Randall Jesup feels it is ok to offer both codecs on a send/recv
m-line even if one is really recv-only. This does not violate RFC
3264. However, a problem will arise if the Answerer removes other
non-H.265 codecs so it can only receive H.265 which the Offerer
cannot send. Will that happen?
Harald says send/receive m-lines are a problem, but we must deal
with them.
Bernard: please provide any additional comments in the GitHub
threads.
RTP Payload Format for SFrame (P. Thatcher, 10 min)
https://datatracker.ietf.org/doc/html/draft-ietf-avtcore-rtp-sframe
Jonathan Lennox noted that start and end indicators in some header
extensions, like AV1 Dependency Descriptor or Frame Marking, may not
tolerate blind encapsulation.
Zahed Sarker (as individual) wants to see implementation
exerperience before progressing this.
This is a security draft, after all.
RTP Payload for Haptics (H. Yang, 10 min)
https://datatracker.ietf.org/doc/html/draft-hsyang-avtcore-rtp-haptics
Jonathan Lennox indicated that the chairs will proceed with calling
for adoption.
RTP Payload Format for Advanced Professional Video (Y. Lim, 10 min)
https://datatracker.ietf.org/doc/html/draft-lim-apv
Stephan Wenger noted CELLAR WG does lossless codecs which may align
with this.
David Tauban asked if hardware implementation is a goal. It is.
Mo Zanaty noted that the IETF NETVC WG did not succeed, and this has
raised questions about
whether IETF is a viable SDO for development of royalty free codecs.
Most new work in this area
seems to be occurring in AoMedia which has developed a framework for
this kind of work.
Stephan Wenger would prefer a 30 year old codec to a new one, to be
confident of low IPR risk.
Cullen Jennings said an Informational RFC that documents an existing
design rather than creates a new design would be a viable path.
Zahed Sarker asks if there are people interested to participate in
this work. If so, then a WG makes sense. If no interest, then
Independent Submission makes sense.
Murray Kucherawy noted that he's handling Cellar over to Zahed on
Wednesday of this week.
Spencer noted that the model of "documenting what's out there now,
and then working on specifications for improvements" is the way
Cellar was chartered - we produced FFV1 Video Coding Format
Versions 0, 1, and 3, RFC 9043, and are now working on FFV1
version 4.
RTP Payload Format for sub-codestream J2K streaming (P. Lemieux, 10
min)
https://datatracker.ietf.org/doc/html/draft-ietf-avtcore-rtp-j2k-scl
Some progress on hardware implementation.
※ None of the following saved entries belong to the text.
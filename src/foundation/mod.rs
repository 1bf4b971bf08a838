pub(crate) mod affinity;
pub(crate) mod core;
pub(crate) mod error;
pub(crate) mod math;
use crate::foundation::core::Tag;

/// Convenience result type used across shadowtree.
pub type ShadowResult<T> = Result<T, ShadowError>;

/// Error taxonomy of the shadow-tree engine.
#[derive(thiserror::Error, Debug)]
pub enum ShadowError {
    /// An internal invariant was violated by the caller (programmer error).
    #[error("invariant violation: {0}")]
    Invariant(String),

    /// A command referenced a tag that is unknown (never created or already purged).
    #[error("unknown tag {0}")]
    LookupMiss(Tag),

    /// A layout query produced a non-finite value or an invalid ancestor relationship.
    #[error("layout anomaly: {0}")]
    Layout(String),

    /// A mutation closure or component hook failed while mounting.
    #[error("mount failure: {0}")]
    Mount(String),

    /// The peer actor has shut down and can no longer receive work.
    #[error("actor unavailable: {0}")]
    Actor(String),

    /// Errors when serializing or deserializing commands or options.
    #[error("serialization error: {0}")]
    Serde(String),

    /// Wrapped lower-level error from dependencies or IO.
    #[error(transparent)]
    Other(#[from] anyhow::Error),
}

impl ShadowError {
    /// Build a [`ShadowError::Layout`] value.
    pub fn layout(msg: impl Into<String>) -> Self {
        Self::Layout(msg.into())
    }

    /// Build a [`ShadowError::Mount`] value.
    pub fn mount(msg: impl Into<String>) -> Self {
        Self::Mount(msg.into())
    }

    /// Build a [`ShadowError::Actor`] value.
    pub fn actor(msg: impl Into<String>) -> Self {
        Self::Actor(msg.into())
    }

    /// Build a [`ShadowError::Serde`] value.
    pub fn serde(msg: impl Into<String>) -> Self {
        Self::Serde(msg.into())
    }

    /// Whether this is an expected lookup miss (teardown race) rather than a real failure.
    pub fn is_lookup_miss(&self) -> bool {
        matches!(self, Self::LookupMiss(_))
    }
}

/// Report a programmer error.
///
/// Fatal when debug assertions are enabled; otherwise logged and returned so the caller can
/// turn the operation into a no-op.
#[track_caller]
pub fn invariant(msg: impl Into<String>) -> ShadowError {
    let msg = msg.into();
    tracing::error!(%msg, "invariant violation");
    if cfg!(debug_assertions) {
        panic!("invariant violation: {msg}");
    }
    ShadowError::Invariant(msg)
}

/// Log an error at the command boundary and drop it.
pub(crate) fn absorb(op: &'static str, result: ShadowResult<()>) {
    match result {
        Ok(()) => {}
        Err(ShadowError::LookupMiss(tag)) => {
            tracing::warn!(op, %tag, "command references unknown tag; ignored");
        }
        Err(ShadowError::Layout(msg)) => {
            tracing::warn!(op, %msg, "layout anomaly");
        }
        Err(err) => {
            tracing::error!(op, error = %err, "command failed");
        }
    }
}

#[cfg(test)]
#[path = "../../tests/unit/foundation/error.rs"]
mod tests;
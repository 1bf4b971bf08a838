use std::collections::HashMap;

use crate::foundation::core::Tag;

/// Per-node cache used to avoid redundant Taffy style updates.
#[derive(Debug, Default)]
pub(crate) struct LayoutCache {
    /// Fingerprint of the last style pushed for each node (props, intrinsic size, root size).
    style_hash_by_node: HashMap<Tag, u64>,
}

impl LayoutCache {
    /// Record `hash` for `tag`; returns `true` when it differs from the cached value.
    pub(crate) fn update(&mut self, tag: Tag, hash: u64) -> bool {
        self.style_hash_by_node.insert(tag, hash) != Some(hash)
    }

    pub(crate) fn forget(&mut self, tag: Tag) {
        self.style_hash_by_node.remove(&tag);
    }
}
Wrapup and Next Steps (Chairs, 10 min)
Jonathan Lennox asked for doc shephards. We will not pub-req Sframe and
RTP over QUIC.
Spencer Dawkins offered to help shephard.
Altanai Bisht asked for shephard responsibilities, and may consider
volunteering. Cullen said he would be happy to help Altanai shepherd the
first document.
Jonathan Lennox noted we will have adoption calls for Haptics and Region
of Interest, and WGLC on Sframe and ROQ.